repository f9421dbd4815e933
//! First-start seeding of the shared passwords.

use eventplan_db::models::setting::{KEY_ADMIN_PASSWORD, KEY_PUBLIC_PASSWORD};
use eventplan_db::repositories::SettingRepo;
use eventplan_db::DbPool;

use crate::auth::password::hash_password;
use crate::config::ServerConfig;
use crate::error::{AppError, AppResult};

/// Store argon2 hashes of `INITIAL_PUBLIC_PASSWORD` / `INITIAL_ADMIN_PASSWORD`
/// for keys that have no value yet. Existing values are never overwritten.
pub async fn seed_passwords(pool: &DbPool, config: &ServerConfig) -> AppResult<()> {
    let seeds = [
        (KEY_PUBLIC_PASSWORD, config.initial_public_password.as_deref()),
        (KEY_ADMIN_PASSWORD, config.initial_admin_password.as_deref()),
    ];

    for (key, initial) in seeds {
        match initial {
            Some(password) => {
                let hash = hash_password(password)
                    .map_err(|e| AppError::InternalError(format!("Password hashing error: {e}")))?;
                if SettingRepo::insert_if_missing(pool, key, &hash).await? {
                    tracing::info!(key, "Seeded initial password");
                }
            }
            None => {
                if SettingRepo::get(pool, key).await?.is_none() {
                    tracing::warn!(key, "No password configured; login is disabled until one is set");
                }
            }
        }
    }
    Ok(())
}
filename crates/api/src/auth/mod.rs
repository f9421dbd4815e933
//! Authentication primitives.
//!
//! - [`password`] -- Argon2id password hashing and verification.
//! - [`jwt`] -- JWT access-token generation and validation.

pub mod jwt;
pub mod password;
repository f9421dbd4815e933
//! Shared response envelope types for API handlers.
//!
//! All API responses use a `{ "data": ... }` envelope. Use [`DataResponse`]
//! instead of ad-hoc `serde_json::json!({ "data": ... })` to get compile-time
//! type safety and consistent serialization.

use serde::Serialize;

/// Standard `{ "data": T }` response envelope.
///
/// ```ignore
/// Ok(Json(DataResponse { data: items }))
/// ```
#[derive(Debug, Serialize)]
pub struct DataResponse<T: Serialize> {
    pub data: T,
}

============================================================

Exercise description: The lines to reproduce run from the one containing "#[derive(Debug, Serialize)]" to the last line of the listing; print them exactly, including both ends.

Written solution:
#[derive(Debug, Serialize)]
pub struct DataResponse<T: Serialize> {
    pub data: T,
}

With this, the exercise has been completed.